* **Task details**:
Write out again, please, the records below from the first line to the line holding "if entries.len() >= DEVICE_LOST_CAPACITY", inclusive, and nothing else.

* **Records supplied**:
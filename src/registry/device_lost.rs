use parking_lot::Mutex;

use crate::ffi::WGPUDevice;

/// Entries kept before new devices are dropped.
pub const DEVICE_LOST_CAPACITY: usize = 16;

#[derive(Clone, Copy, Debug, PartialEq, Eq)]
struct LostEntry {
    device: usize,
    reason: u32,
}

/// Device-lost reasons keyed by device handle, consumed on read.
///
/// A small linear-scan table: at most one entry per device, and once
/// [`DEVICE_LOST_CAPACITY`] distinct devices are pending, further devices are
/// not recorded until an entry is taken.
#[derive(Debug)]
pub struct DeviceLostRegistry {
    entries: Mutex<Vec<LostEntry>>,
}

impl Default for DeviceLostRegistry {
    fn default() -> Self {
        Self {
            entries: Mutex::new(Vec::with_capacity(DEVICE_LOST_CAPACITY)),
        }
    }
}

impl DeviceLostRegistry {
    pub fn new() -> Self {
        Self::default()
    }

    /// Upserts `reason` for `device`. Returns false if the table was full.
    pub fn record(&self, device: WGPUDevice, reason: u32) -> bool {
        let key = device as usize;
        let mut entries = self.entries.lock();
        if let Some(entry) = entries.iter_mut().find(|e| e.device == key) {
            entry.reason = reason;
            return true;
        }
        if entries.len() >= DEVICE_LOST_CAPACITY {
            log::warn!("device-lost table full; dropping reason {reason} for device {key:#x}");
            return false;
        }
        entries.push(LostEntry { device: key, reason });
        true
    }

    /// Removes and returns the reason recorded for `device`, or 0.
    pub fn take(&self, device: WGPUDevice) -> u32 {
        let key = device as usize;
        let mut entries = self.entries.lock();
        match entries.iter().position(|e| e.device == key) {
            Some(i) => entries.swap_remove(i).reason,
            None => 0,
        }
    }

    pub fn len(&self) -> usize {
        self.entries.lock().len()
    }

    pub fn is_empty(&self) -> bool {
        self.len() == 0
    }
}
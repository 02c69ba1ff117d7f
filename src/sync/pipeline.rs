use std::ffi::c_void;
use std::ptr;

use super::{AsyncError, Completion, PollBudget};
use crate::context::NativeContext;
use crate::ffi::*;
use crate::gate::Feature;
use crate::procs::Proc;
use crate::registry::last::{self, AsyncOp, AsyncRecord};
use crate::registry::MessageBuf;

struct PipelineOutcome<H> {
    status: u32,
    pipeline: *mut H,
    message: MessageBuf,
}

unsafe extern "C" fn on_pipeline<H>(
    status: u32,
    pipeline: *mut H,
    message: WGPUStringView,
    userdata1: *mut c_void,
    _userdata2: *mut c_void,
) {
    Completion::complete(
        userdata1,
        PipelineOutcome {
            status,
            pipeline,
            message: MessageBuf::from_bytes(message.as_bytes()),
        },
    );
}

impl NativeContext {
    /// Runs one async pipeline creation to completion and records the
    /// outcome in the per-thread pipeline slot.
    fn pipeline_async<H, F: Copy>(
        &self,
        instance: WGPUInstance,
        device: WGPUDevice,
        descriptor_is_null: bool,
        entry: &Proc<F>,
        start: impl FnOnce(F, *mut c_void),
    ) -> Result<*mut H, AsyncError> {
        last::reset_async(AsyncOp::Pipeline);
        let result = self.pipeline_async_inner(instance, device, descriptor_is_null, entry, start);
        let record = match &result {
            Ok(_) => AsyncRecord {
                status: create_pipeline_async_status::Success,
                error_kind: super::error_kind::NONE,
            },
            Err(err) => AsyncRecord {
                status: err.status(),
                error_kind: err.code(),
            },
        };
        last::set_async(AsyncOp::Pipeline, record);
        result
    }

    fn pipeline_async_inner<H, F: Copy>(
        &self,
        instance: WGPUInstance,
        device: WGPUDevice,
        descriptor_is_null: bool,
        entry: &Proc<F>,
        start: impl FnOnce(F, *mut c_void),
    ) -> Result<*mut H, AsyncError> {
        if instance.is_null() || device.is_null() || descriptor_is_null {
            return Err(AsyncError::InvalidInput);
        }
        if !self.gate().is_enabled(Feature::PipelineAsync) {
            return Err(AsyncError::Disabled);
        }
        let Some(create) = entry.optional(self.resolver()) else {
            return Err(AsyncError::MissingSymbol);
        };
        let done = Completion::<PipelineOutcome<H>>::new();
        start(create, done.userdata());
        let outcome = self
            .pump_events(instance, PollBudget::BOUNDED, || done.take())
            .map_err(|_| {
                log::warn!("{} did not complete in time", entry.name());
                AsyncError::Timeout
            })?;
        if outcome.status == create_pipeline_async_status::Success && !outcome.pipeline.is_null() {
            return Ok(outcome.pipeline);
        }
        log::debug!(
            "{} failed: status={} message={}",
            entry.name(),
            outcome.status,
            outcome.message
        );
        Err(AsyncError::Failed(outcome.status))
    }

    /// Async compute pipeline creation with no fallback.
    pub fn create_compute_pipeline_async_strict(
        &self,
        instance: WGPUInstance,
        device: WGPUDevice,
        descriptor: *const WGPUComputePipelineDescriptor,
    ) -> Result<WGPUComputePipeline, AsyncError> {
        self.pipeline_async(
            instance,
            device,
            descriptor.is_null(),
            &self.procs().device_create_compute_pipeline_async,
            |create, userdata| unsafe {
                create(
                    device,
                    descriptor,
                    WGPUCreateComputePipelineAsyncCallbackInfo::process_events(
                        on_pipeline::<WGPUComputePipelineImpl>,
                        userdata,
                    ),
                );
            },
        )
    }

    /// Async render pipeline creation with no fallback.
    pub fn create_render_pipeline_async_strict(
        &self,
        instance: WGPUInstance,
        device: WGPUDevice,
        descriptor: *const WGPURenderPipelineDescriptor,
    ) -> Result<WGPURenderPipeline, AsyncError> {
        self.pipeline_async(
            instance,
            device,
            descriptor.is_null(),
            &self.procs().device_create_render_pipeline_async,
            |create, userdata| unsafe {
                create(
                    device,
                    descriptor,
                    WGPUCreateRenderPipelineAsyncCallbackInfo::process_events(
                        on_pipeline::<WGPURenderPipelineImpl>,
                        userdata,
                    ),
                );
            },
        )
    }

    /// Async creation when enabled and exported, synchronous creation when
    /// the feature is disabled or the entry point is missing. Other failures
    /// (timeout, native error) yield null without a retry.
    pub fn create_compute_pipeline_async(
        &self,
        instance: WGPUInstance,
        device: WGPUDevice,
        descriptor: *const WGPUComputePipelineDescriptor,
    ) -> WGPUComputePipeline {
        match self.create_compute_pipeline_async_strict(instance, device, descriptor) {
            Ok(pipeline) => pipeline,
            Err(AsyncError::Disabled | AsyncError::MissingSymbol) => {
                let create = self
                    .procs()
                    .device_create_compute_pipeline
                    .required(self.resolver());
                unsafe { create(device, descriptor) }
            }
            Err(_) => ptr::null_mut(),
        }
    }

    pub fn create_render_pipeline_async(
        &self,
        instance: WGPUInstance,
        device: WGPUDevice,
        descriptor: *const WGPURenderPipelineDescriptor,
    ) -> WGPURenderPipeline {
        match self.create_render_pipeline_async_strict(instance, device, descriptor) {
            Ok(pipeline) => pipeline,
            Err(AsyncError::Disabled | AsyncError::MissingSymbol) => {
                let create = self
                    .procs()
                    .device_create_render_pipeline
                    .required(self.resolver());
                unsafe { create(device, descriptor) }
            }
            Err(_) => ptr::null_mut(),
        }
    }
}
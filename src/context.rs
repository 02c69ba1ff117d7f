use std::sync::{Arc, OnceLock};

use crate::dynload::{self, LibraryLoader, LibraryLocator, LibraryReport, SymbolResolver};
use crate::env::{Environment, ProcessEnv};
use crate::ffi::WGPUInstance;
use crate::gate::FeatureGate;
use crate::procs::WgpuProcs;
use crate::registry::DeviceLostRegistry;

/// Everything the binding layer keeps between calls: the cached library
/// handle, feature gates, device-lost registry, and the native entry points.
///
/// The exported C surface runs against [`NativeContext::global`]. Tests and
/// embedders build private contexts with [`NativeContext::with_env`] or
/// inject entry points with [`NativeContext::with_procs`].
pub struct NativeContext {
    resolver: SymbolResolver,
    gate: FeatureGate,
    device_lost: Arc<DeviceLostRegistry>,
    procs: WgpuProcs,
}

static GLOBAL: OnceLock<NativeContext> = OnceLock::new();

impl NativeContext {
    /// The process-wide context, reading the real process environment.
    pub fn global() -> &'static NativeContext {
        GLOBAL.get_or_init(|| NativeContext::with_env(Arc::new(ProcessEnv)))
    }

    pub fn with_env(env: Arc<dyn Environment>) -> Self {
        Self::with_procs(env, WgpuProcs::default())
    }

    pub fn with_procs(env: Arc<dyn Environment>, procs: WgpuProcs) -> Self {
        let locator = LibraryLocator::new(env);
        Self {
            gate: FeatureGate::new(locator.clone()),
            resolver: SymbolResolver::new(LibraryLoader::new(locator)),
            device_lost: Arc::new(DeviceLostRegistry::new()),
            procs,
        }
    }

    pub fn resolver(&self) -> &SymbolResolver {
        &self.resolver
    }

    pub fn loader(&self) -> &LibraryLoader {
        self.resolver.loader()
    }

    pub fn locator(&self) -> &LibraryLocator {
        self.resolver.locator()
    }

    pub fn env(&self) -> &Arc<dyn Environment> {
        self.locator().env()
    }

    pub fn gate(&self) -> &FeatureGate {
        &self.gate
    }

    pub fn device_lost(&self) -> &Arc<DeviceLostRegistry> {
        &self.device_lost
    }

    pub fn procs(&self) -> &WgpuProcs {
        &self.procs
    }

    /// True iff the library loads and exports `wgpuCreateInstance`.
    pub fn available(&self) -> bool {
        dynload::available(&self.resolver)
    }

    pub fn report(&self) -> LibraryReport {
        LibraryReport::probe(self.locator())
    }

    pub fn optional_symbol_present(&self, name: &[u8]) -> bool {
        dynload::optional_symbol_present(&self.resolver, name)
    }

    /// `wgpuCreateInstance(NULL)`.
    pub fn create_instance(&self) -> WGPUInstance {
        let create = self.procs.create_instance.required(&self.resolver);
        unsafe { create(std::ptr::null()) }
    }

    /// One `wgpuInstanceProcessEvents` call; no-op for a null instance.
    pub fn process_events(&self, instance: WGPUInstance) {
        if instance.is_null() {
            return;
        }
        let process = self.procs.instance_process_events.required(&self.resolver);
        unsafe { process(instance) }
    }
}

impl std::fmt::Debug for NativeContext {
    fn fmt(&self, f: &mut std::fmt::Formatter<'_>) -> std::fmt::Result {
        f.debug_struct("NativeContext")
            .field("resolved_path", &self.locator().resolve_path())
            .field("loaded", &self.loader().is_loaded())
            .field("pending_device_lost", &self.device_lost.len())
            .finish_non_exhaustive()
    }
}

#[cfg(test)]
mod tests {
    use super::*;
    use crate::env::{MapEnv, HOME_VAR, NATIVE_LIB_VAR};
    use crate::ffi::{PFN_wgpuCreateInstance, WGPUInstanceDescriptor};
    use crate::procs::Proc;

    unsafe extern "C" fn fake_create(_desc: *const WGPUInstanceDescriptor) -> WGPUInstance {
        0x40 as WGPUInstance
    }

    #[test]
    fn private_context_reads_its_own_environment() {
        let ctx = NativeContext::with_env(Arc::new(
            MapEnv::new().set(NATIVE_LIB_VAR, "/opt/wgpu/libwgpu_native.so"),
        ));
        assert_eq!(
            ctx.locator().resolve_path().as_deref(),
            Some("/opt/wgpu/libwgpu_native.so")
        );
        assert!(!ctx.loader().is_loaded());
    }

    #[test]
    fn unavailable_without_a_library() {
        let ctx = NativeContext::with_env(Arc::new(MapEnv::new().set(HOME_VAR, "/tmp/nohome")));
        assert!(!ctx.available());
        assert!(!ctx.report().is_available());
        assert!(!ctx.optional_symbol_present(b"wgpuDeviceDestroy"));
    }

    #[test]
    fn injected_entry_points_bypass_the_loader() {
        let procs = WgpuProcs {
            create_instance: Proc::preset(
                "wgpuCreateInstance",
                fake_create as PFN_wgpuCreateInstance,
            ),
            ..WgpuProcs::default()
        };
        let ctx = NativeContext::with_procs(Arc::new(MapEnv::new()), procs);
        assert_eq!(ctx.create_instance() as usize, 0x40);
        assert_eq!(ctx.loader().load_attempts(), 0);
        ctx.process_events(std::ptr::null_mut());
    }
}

* **Solved exercise**:
filename src/registry/device_lost.rs
use parking_lot::Mutex;

use crate::ffi::WGPUDevice;

/// Entries kept before new devices are dropped.
pub const DEVICE_LOST_CAPACITY: usize = 16;

#[derive(Clone, Copy, Debug, PartialEq, Eq)]
struct LostEntry {
    device: usize,
    reason: u32,
}

/// Device-lost reasons keyed by device handle, consumed on read.
///
/// A small linear-scan table: at most one entry per device, and once
/// [`DEVICE_LOST_CAPACITY`] distinct devices are pending, further devices are
/// not recorded until an entry is taken.
#[derive(Debug)]
pub struct DeviceLostRegistry {
    entries: Mutex<Vec<LostEntry>>,
}

impl Default for DeviceLostRegistry {
    fn default() -> Self {
        Self {
            entries: Mutex::new(Vec::with_capacity(DEVICE_LOST_CAPACITY)),
        }
    }
}

impl DeviceLostRegistry {
    pub fn new() -> Self {
        Self::default()
    }

    /// Upserts `reason` for `device`. Returns false if the table was full.
    pub fn record(&self, device: WGPUDevice, reason: u32) -> bool {
        let key = device as usize;
        let mut entries = self.entries.lock();
        if let Some(entry) = entries.iter_mut().find(|e| e.device == key) {
            entry.reason = reason;
            return true;
        }
        if entries.len() >= DEVICE_LOST_CAPACITY {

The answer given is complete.